Evangelical Leader Preaches Pullback From Politics, Culture Wars
By Neil King Jr.

For years, as the principal public voice for the Southern Baptist Convention, the country’s biggest evangelical group, Richard Land warned of a “radical homosexual agenda” and pushed for a federal ban on same-sex marriage.

His successor, Russell Moore, sounded a different note when the Supreme Court in June struck down the federal Defense of Marriage Act. “Love your gay and lesbian neighbors,” Mr. Moore wrote in a flier, “How Should Your Church Respond,” sent to the convention’s estimated 45,000 churches. “They aren’t part of an evil conspiracy.” Marriage, he added, was a bond between a man and a woman, but shouldn’t be seen as a “‘culture war’ political issue.”

Since the birth of the Christian-conservative political movement in the late 1970s, no evangelical group has delivered more punch in America’s culture wars than the Southern Baptist Convention and its nearly 16 million members. The country’s largest Protestant denomination pushed to end abortion, open up prayer in public schools and boycott Walt Disney Co. over films deemed antifamily. Its ranks included many of the biggest names on the Christian right, including Pat Robertson and Jerry Falwell.

Today, after more than three decades of activism, many in the religious right are stepping back from the front lines. Mr. Moore, a 42-year-old political independent and theologian who heads the convention’s Ethics and Religious Liberty Commission, says it is time to tone down the rhetoric and pull back from the political fray, given what he calls a “visceral recoil” among younger evangelicals to the culture wars.

“We are involved in the political process, but we must always be wary of being co-opted by it,” Mr. Moore said in an interview in his Washington office, a short walk from Congress. “Christianity thrives when it is clearest about what distinguishes it from the outside culture.”
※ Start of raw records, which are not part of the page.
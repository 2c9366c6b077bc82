//! Shared test fixtures: a scripted chat provider, mock tools, and a
//! recording step sink.

use std::collections::HashMap;
use std::sync::atomic::{AtomicUsize, Ordering};
use std::sync::Mutex;

use async_trait::async_trait;
use tokio_util::sync::CancellationToken;

use crate::agent::StepSink;
use crate::llm::{ChatMessage, FunctionCall, LlmClient, Role, ToolCall, ToolDefinition};
use crate::task::Finding;
use crate::tools::{SafetyClass, Tool};

/// Build an assistant message with plain content.
pub fn assistant_text(content: &str) -> ChatMessage {
    ChatMessage::new(Role::Assistant, content)
}

/// Build an assistant message requesting one tool call.
pub fn assistant_tool_call(id: &str, name: &str, arguments: &str) -> ChatMessage {
    ChatMessage::assistant_tool_calls(
        Some("Thinking...".to_string()),
        vec![ToolCall {
            id: id.to_string(),
            call_type: "function".to_string(),
            function: FunctionCall {
                name: name.to_string(),
                arguments: arguments.to_string(),
            },
        }],
    )
}

/// Chat provider that replays responses keyed by call index and records
/// the message snapshots it was called with.
pub struct ScriptedLlm {
    responses: Mutex<HashMap<usize, ChatMessage>>,
    errors: Mutex<HashMap<usize, String>>,
    seen: Mutex<Vec<Vec<ChatMessage>>>,
    calls: AtomicUsize,
}

impl ScriptedLlm {
    pub fn new() -> Self {
        Self {
            responses: Mutex::new(HashMap::new()),
            errors: Mutex::new(HashMap::new()),
            seen: Mutex::new(Vec::new()),
            calls: AtomicUsize::new(0),
        }
    }

    /// Script the response for the `call`-th chat invocation (0-indexed).
    pub fn respond_at(&self, call: usize, message: ChatMessage) {
        self.responses.lock().unwrap().insert(call, message);
    }

    /// Script an error for the `call`-th chat invocation.
    pub fn fail_at(&self, call: usize, error: &str) {
        self.errors.lock().unwrap().insert(call, error.to_string());
    }

    pub fn call_count(&self) -> usize {
        self.calls.load(Ordering::SeqCst)
    }

    /// The message snapshot the `call`-th chat invocation received.
    pub fn messages_at(&self, call: usize) -> Option<Vec<ChatMessage>> {
        self.seen.lock().unwrap().get(call).cloned()
    }
}

#[async_trait]
impl LlmClient for ScriptedLlm {
    async fn chat(
        &self,
        messages: &[ChatMessage],
        _tools: &[ToolDefinition],
    ) -> anyhow::Result<ChatMessage> {
        let call = self.calls.fetch_add(1, Ordering::SeqCst);
        self.seen.lock().unwrap().push(messages.to_vec());

        if let Some(err) = self.errors.lock().unwrap().get(&call) {
            return Err(anyhow::anyhow!("{err}"));
        }
        if let Some(msg) = self.responses.lock().unwrap().get(&call) {
            return Ok(msg.clone());
        }
        Err(anyhow::anyhow!("no scripted response for call {call}"))
    }
}

/// Chat provider that returns the same response on every call.
pub struct RepeatingLlm {
    response: ChatMessage,
    calls: AtomicUsize,
}

impl RepeatingLlm {
    pub fn new(response: ChatMessage) -> Self {
        Self {
            response,
            calls: AtomicUsize::new(0),
        }
    }

    pub fn call_count(&self) -> usize {
        self.calls.load(Ordering::SeqCst)
    }
}

#[async_trait]
impl LlmClient for RepeatingLlm {
    async fn chat(
        &self,
        _messages: &[ChatMessage],
        _tools: &[ToolDefinition],
    ) -> anyhow::Result<ChatMessage> {
        self.calls.fetch_add(1, Ordering::SeqCst);
        Ok(self.response.clone())
    }
}

/// Configurable mock tool with an execution counter.
pub struct MockTool {
    name: String,
    safety: SafetyClass,
    output: String,
    error: Option<String>,
    executions: AtomicUsize,
}

impl MockTool {
    pub fn new(name: &str) -> Self {
        Self {
            name: name.to_string(),
            safety: SafetyClass::ReadOnly,
            output: "mock output".to_string(),
            error: None,
            executions: AtomicUsize::new(0),
        }
    }

    pub fn with_safety(mut self, safety: SafetyClass) -> Self {
        self.safety = safety;
        self
    }

    pub fn with_output(mut self, output: &str) -> Self {
        self.output = output.to_string();
        self
    }

    pub fn failing_with(mut self, error: &str) -> Self {
        self.error = Some(error.to_string());
        self
    }

    pub fn executions(&self) -> usize {
        self.executions.load(Ordering::SeqCst)
    }
}

#[async_trait]
impl Tool for MockTool {
    fn name(&self) -> &str {
        &self.name
    }

    fn description(&self) -> &str {
        "mock tool"
    }

    fn schema(&self) -> serde_json::Value {
        serde_json::json!({"type": "object", "properties": {}})
    }

    fn safety_class(&self) -> SafetyClass {
        self.safety
    }

    async fn execute(&self, _cancel: &CancellationToken, _args: &str) -> anyhow::Result<String> {
        self.executions.fetch_add(1, Ordering::SeqCst);
        match &self.error {
            Some(err) => Err(anyhow::anyhow!("{err}")),
            None => Ok(self.output.clone()),
        }
    }
}

/// Step sink that records findings and history lines.
pub struct RecordingSink {
    findings: Mutex<Vec<Finding>>,
    history: Mutex<Vec<String>>,
}

impl RecordingSink {
    pub fn new() -> Self {
        Self {
            findings: Mutex::new(Vec::new()),
            history: Mutex::new(Vec::new()),
        }
    }

    pub fn findings(&self) -> Vec<Finding> {
        self.findings.lock().unwrap().clone()
    }

    pub fn history(&self) -> Vec<String> {
        self.history.lock().unwrap().clone()
    }
}

#[async_trait]
impl StepSink for RecordingSink {
    async fn on_step(&self, finding: Option<&Finding>, history_entry: &str) {
        if let Some(f) = finding {
            self.findings.lock().unwrap().push(f.clone());
        }
        if !history_entry.is_empty() {
            self.history.lock().unwrap().push(history_entry.to_string());
        }
    }
}
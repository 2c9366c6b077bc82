//! Alert ingestion: webhook payloads, sliding-window deduplication, and
//! task materialization.

mod aggregator;
mod creator;
mod handler;
mod types;

pub use aggregator::Aggregator;
pub use creator::TaskCreator;
pub use handler::alert_webhook;
pub use types::{AlertGroup, AlertItem, AlertmanagerPayload, GroupKey};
Along with much of the religious right, Southern Baptists are undergoing a generational shift as Mr. Moore and his allies recalibrate their methods and aims. The moment is significant not only for America’s religious life but for its politics, given the three-decade engagement by evangelical leaders that kept social issues on the front burner and helped Republicans win national elections.

Self-described evangelicals still vote heavily Republican. Exit polls show that nearly eight in 10 sided with Mitt Romney in the 2012 presidential election, a larger share of that group than either of the previous two Republican nominees received.

But Republican operatives with ties to the evangelical movement say much is changing. Every year tens of thousands of evangelicals, particularly the young, leave the Southern Baptist and other big denominational churches for more loosely organized assemblies that oppose abortion but are less likely to hew to other Republican causes.

“Republicans are finding it increasingly hard to collar evangelicals for political purposes, simply because the movement is so fragmented now, so decentralized, and a growing number of evangelicals simply find politics distasteful,” says Mark DeMoss,  a former chief of staff to Mr. Falwell and an adviser last year to Mr. Romney’s campaign.

Mr. Moore is responding to this drift. He warns evangelicals to avoid becoming “mascots for any political faction.” He focuses on how to keep millennials engaged in the church. His advice to church leaders: Be “winsome, kind and empathetic.”